### Task to carry out
Start at the first line of the listing below. Write out each line exactly, stopping after the one that contains "received is a".

━━━ Provided records ━━━

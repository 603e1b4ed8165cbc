//! Client transactions (RFC 3261 section 17.1).

pub mod invite;
pub mod non_invite;

use sipwire_sip_core::Response;

use crate::transaction::TransactionData;

/// A provisional response equal to the last one received is a
/// retransmission and is not reported again.
pub(crate) fn is_repeated_provisional(data: &TransactionData, response: &Response) -> bool {
    data.last_response
        .lock()
        .as_ref()
        .is_some_and(|last| last.status().is_provisional() && last == response)
}
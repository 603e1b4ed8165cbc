pub mod stream;
pub mod tcp;
pub mod udp;

use std::fmt;
use std::net::SocketAddr;

use async_trait::async_trait;
use sipwire_sip_core::Message;

use crate::error::Result;

/// A SIP transport: sends messages and reports what it receives through a
/// [`TransportEvent`] channel handed out when it is bound.
#[async_trait]
pub trait Transport: Send + Sync + fmt::Debug {
    fn local_addr(&self) -> Result<SocketAddr>;

    async fn send_message(&self, message: Message, destination: SocketAddr) -> Result<()>;

    async fn close(&self) -> Result<()>;

    fn is_closed(&self) -> bool;

    /// Reliable (stream) transports disable request and response
    /// retransmission in the transaction layer.
    fn is_reliable(&self) -> bool;
}

/// Events a transport reports to its owner.
#[derive(Debug, Clone)]
pub enum TransportEvent {
    MessageReceived {
        message: Message,
        source: SocketAddr,
        destination: SocketAddr,
    },

    /// One stream connection ended; the transport itself keeps running
    ConnectionClosed { remote: SocketAddr, reason: String },

    Error { error: String },

    /// The transport stopped
    Closed,
}
use crate::error::ParseError;
use crate::parser::chars::token;
use crate::parser::lexer::Lexer;
use crate::parser::params::parse_params;
use crate::types::event::EventType;
use crate::types::header::HeaderValue;

/// `Event: event-type *( SEMI event-param )`
pub fn parse_event(lx: &mut Lexer<'_>) -> Result<HeaderValue, ParseError> {
    let package = lx.scan_text(token, "event package")?;
    let mut event = EventType::new(package);
    event.params = parse_params(lx)?;
    Ok(HeaderValue::Event(event))
}
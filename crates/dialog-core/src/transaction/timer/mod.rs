//! Transaction timers.
//!
//! Each running timer is a small tokio task that sleeps and then posts an
//! [`InternalTransactionCommand::Timer`] to its transaction's event loop.
//! Keeping the [`JoinHandle`] lets the state machine cancel it; a timer
//! whose command was already queued when it got cancelled is filtered out
//! by the state checks in the transaction logic.

pub mod types;

use std::time::Duration;

use tokio::sync::mpsc;
use tokio::task::JoinHandle;
use tracing::trace;

use crate::transaction::{InternalTransactionCommand, TransactionKey};

pub use types::{TimerSettings, TimerType};

/// Start `timer`, firing once after `after`.
pub fn start_timer(
    id: &TransactionKey,
    timer: TimerType,
    after: Duration,
    command_tx: mpsc::Sender<InternalTransactionCommand>,
) -> JoinHandle<()> {
    let id = id.clone();
    trace!(id = %id, timer = %timer, interval = ?after, "Starting timer");
    tokio::spawn(async move {
        tokio::time::sleep(after).await;
        trace!(id = %id, timer = %timer, "Timer fired");
        let _ = command_tx.send(InternalTransactionCommand::Timer(timer)).await;
    })
}

/// Abort the timer in `slot`, if any.
pub fn cancel_timer(slot: &mut Option<JoinHandle<()>>) {
    if let Some(handle) = slot.take() {
        handle.abort();
    }
}
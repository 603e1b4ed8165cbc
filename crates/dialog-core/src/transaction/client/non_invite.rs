//! Non-INVITE client transaction (RFC 3261 section 17.1.2).
//!
//! Timer E retransmits the request (unreliable transports only), doubling
//! up to T2 while in Trying and at a flat T2 once a provisional response
//! has arrived. Timer F bounds the whole transaction; Timer K absorbs
//! response retransmissions after the final response.

use std::sync::Arc;
use std::time::Duration;

use sipwire_sip_core::{Message, Response};
use tokio::sync::mpsc;
use tokio::task::JoinHandle;
use tracing::{debug, trace, warn};

use crate::transaction::client::is_repeated_provisional;
use crate::transaction::error::Result;
use crate::transaction::logic::TransactionLogic;
use crate::transaction::timer::{cancel_timer, start_timer};
use crate::transaction::{
    InternalTransactionCommand, TimerType, TransactionData, TransactionEvent, TransactionKind, TransactionState,
};

#[derive(Default, Debug)]
pub struct ClientNonInviteTimerHandles {
    timer_e: Option<JoinHandle<()>>,
    timer_e_interval: Duration,
    timer_f: Option<JoinHandle<()>>,
    timer_k: Option<JoinHandle<()>>,
}

#[derive(Debug, Default, Clone, Copy)]
pub struct ClientNonInviteLogic;

impl ClientNonInviteLogic {
    async fn on_response(
        &self,
        data: &Arc<TransactionData>,
        response: Response,
        current_state: TransactionState,
    ) -> Result<Option<TransactionState>> {
        let id = &data.id;
        let status = response.status();

        if !matches!(current_state, TransactionState::Trying | TransactionState::Proceeding) {
            trace!(id = %id, state = ?current_state, status = %status, "Response retransmission absorbed");
            return Ok(None);
        }

        if status.is_provisional() {
            if is_repeated_provisional(data, &response) {
                trace!(id = %id, status = %status, "Absorbed provisional retransmission");
                return Ok(None);
            }
            data.set_last_response(response.clone());
            data.emit(TransactionEvent::ProvisionalResponse {
                transaction_id: id.clone(),
                response,
            })
            .await;
            return Ok(Some(TransactionState::Proceeding));
        }

        data.set_last_response(response.clone());
        let event = if status.is_success() {
            TransactionEvent::SuccessResponse {
                transaction_id: id.clone(),
                response,
            }
        } else {
            TransactionEvent::FailureResponse {
                transaction_id: id.clone(),
                response,
            }
        };
        data.emit(event).await;
        Ok(Some(TransactionState::Completed))
    }
}

#[async_trait::async_trait]
impl TransactionLogic<TransactionData, ClientNonInviteTimerHandles> for ClientNonInviteLogic {
    fn kind(&self) -> TransactionKind {
        TransactionKind::NonInviteClient
    }

    fn initial_state(&self) -> TransactionState {
        TransactionState::Initial
    }

    fn cancel_all_specific_timers(&self, timer_handles: &mut ClientNonInviteTimerHandles) {
        cancel_timer(&mut timer_handles.timer_e);
        cancel_timer(&mut timer_handles.timer_f);
        cancel_timer(&mut timer_handles.timer_k);
    }

    async fn on_enter_state(
        &self,
        data: &Arc<TransactionData>,
        new_state: TransactionState,
        _previous_state: TransactionState,
        timer_handles: &mut ClientNonInviteTimerHandles,
        command_tx: mpsc::Sender<InternalTransactionCommand>,
    ) -> Result<()> {
        let id = &data.id;
        let timers = &data.timer_config;

        match new_state {
            TransactionState::Trying => {
                data.send_request().await?;
                if !data.reliable {
                    timer_handles.timer_e_interval = timers.t1;
                    timer_handles.timer_e = Some(start_timer(id, TimerType::E, timers.t1, command_tx.clone()));
                }
                timer_handles.timer_f = Some(start_timer(id, TimerType::F, timers.transaction_timeout, command_tx));
            }
            TransactionState::Completed => {
                cancel_timer(&mut timer_handles.timer_e);
                cancel_timer(&mut timer_handles.timer_f);
                let wait = timers.wait_time_k(data.reliable);
                timer_handles.timer_k = Some(start_timer(id, TimerType::K, wait, command_tx));
            }
            _ => {}
        }
        Ok(())
    }

    async fn process_message(
        &self,
        data: &Arc<TransactionData>,
        message: Message,
        current_state: TransactionState,
        _timer_handles: &mut ClientNonInviteTimerHandles,
    ) -> Result<Option<TransactionState>> {
        match message {
            Message::Response(response) => self.on_response(data, response, current_state).await,
            Message::Request(request) => {
                warn!(id = %data.id, method = %request.method, "Client transaction got a request, ignoring");
                Ok(None)
            }
        }
    }

    async fn handle_timer(
        &self,
        data: &Arc<TransactionData>,
        timer: TimerType,
        current_state: TransactionState,
        timer_handles: &mut ClientNonInviteTimerHandles,
    ) -> Result<Option<TransactionState>> {
        let id = &data.id;

        match (timer, current_state) {
            (TimerType::E, TransactionState::Trying | TransactionState::Proceeding) => {
                timer_handles.timer_e.take();
                debug!(id = %id, state = ?current_state, "Timer E fired, retransmitting request");
                data.retransmit_request().await?;
                let next = if current_state == TransactionState::Proceeding {
                    data.timer_config.t2
                } else {
                    data.timer_config.backoff(timer_handles.timer_e_interval)
                };
                timer_handles.timer_e_interval = next;
                timer_handles.timer_e = Some(start_timer(id, TimerType::E, next, data.cmd_tx.clone()));
                Ok(None)
            }
            (TimerType::F, TransactionState::Trying | TransactionState::Proceeding) => {
                timer_handles.timer_f.take();
                warn!(id = %id, "Timer F fired, request timed out");
                data.emit(TransactionEvent::TransactionTimeout {
                    transaction_id: id.clone(),
                })
                .await;
                Ok(Some(TransactionState::Terminated))
            }
            (TimerType::K, TransactionState::Completed) => Ok(Some(TransactionState::Terminated)),
            _ => {
                trace!(id = %id, timer = %timer, state = ?current_state, "Stale timer ignored");
                Ok(None)
            }
        }
    }
}
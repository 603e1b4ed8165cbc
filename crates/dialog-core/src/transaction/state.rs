use std::sync::atomic::{AtomicU8, Ordering};

use serde::{Deserialize, Serialize};

use crate::transaction::error::{Error, Result};
use crate::transaction::TransactionKind;

/// Transaction states of RFC 3261 section 17, plus the `Accepted` state
/// RFC 6026 adds to both INVITE machines.
///
/// | kind               | path                                              |
/// |--------------------|---------------------------------------------------|
/// | INVITE client      | Calling → Proceeding → Completed / Accepted        |
/// | non-INVITE client  | Trying → Proceeding → Completed                    |
/// | INVITE server      | Proceeding → Completed → Confirmed, or → Accepted  |
/// | non-INVITE server  | Trying → Proceeding → Completed                    |
///
/// Every machine ends in `Terminated`.
#[derive(Debug, Clone, Copy, PartialEq, Eq, Hash, Serialize, Deserialize)]
pub enum TransactionState {
    /// Client transaction created but its request not yet sent
    Initial,
    Calling,
    Trying,
    Proceeding,
    Completed,
    /// A 2xx to an INVITE was sent or received (RFC 6026)
    Accepted,
    /// Server INVITE only: the ACK for a non-2xx final response arrived
    Confirmed,
    Terminated,
}

impl TransactionState {
    pub fn is_terminated(&self) -> bool {
        *self == TransactionState::Terminated
    }

    fn as_u8(self) -> u8 {
        match self {
            TransactionState::Initial => 0,
            TransactionState::Calling => 1,
            TransactionState::Trying => 2,
            TransactionState::Proceeding => 3,
            TransactionState::Completed => 4,
            TransactionState::Accepted => 5,
            TransactionState::Confirmed => 6,
            TransactionState::Terminated => 7,
        }
    }

    fn from_u8(value: u8) -> Self {
        match value {
            0 => TransactionState::Initial,
            1 => TransactionState::Calling,
            2 => TransactionState::Trying,
            3 => TransactionState::Proceeding,
            4 => TransactionState::Completed,
            5 => TransactionState::Accepted,
            6 => TransactionState::Confirmed,
            _ => TransactionState::Terminated,
        }
    }
}

/// Lock-free holder for a transaction's current state, shared between the
/// transaction's event loop (the only writer) and the manager's readers.
#[derive(Debug)]
pub struct AtomicTransactionState {
    value: AtomicU8,
}

impl AtomicTransactionState {
    pub fn new(state: TransactionState) -> Self {
        Self {
            value: AtomicU8::new(state.as_u8()),
        }
    }

    pub fn get(&self) -> TransactionState {
        TransactionState::from_u8(self.value.load(Ordering::Acquire))
    }

    /// Store `new_state`, returning the previous state.
    pub fn set(&self, new_state: TransactionState) -> TransactionState {
        TransactionState::from_u8(self.value.swap(new_state.as_u8(), Ordering::AcqRel))
    }

    /// Check `from -> to` against the state machine of `kind`.
    ///
    /// Staying in the same state and moving to `Terminated` are always
    /// allowed.
    pub fn validate_transition(from: TransactionState, to: TransactionState, kind: TransactionKind) -> Result<()> {
        use TransactionState::*;

        if from == to || to == Terminated {
            return Ok(());
        }

        let allowed = match kind {
            TransactionKind::InviteClient => matches!(
                (from, to),
                (Initial, Calling)
                    | (Calling, Proceeding)
                    | (Calling, Completed)
                    | (Calling, Accepted)
                    | (Proceeding, Completed)
                    | (Proceeding, Accepted)
            ),
            TransactionKind::NonInviteClient => matches!(
                (from, to),
                (Initial, Trying) | (Trying, Proceeding) | (Trying, Completed) | (Proceeding, Completed)
            ),
            TransactionKind::InviteServer => matches!(
                (from, to),
                (Initial, Proceeding) | (Proceeding, Completed) | (Proceeding, Accepted) | (Completed, Confirmed)
            ),
            TransactionKind::NonInviteServer => matches!(
                (from, to),
                (Initial, Trying) | (Trying, Proceeding) | (Trying, Completed) | (Proceeding, Completed)
            ),
        };

        if allowed {
            Ok(())
        } else {
            Err(Error::InvalidStateTransition { kind, from, to })
        }
    }
}

#[cfg(test)]
mod tests {
    use super::*;

    #[test]
    fn set_returns_previous_state() {
        let state = AtomicTransactionState::new(TransactionState::Calling);
        assert_eq!(state.set(TransactionState::Proceeding), TransactionState::Calling);
        assert_eq!(state.get(), TransactionState::Proceeding);
    }

    #[test]
    fn invite_client_transitions() {
        use TransactionState::*;
        let kind = TransactionKind::InviteClient;
        assert!(AtomicTransactionState::validate_transition(Calling, Proceeding, kind).is_ok());
        assert!(AtomicTransactionState::validate_transition(Proceeding, Accepted, kind).is_ok());
        assert!(AtomicTransactionState::validate_transition(Completed, Terminated, kind).is_ok());
        assert!(matches!(
            AtomicTransactionState::validate_transition(Completed, Proceeding, kind),
            Err(Error::InvalidStateTransition { .. })
        ));
        assert!(AtomicTransactionState::validate_transition(Calling, Trying, kind).is_err());
    }

    #[test]
    fn server_transitions() {
        use TransactionState::*;
        let invite = TransactionKind::InviteServer;
        assert!(AtomicTransactionState::validate_transition(Completed, Confirmed, invite).is_ok());
        assert!(AtomicTransactionState::validate_transition(Accepted, Confirmed, invite).is_err());

        let non_invite = TransactionKind::NonInviteServer;
        assert!(AtomicTransactionState::validate_transition(Trying, Completed, non_invite).is_ok());
        assert!(AtomicTransactionState::validate_transition(Completed, Proceeding, non_invite).is_err());
        assert!(AtomicTransactionState::validate_transition(Proceeding, Terminated, non_invite).is_ok());
    }
}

━━━

### Response to the exercise
repository 603e1b4ed8165cbc
//! Client transactions (RFC 3261 section 17.1).

pub mod invite;
pub mod non_invite;

use sipwire_sip_core::Response;

use crate::transaction::TransactionData;

/// A provisional response equal to the last one received is a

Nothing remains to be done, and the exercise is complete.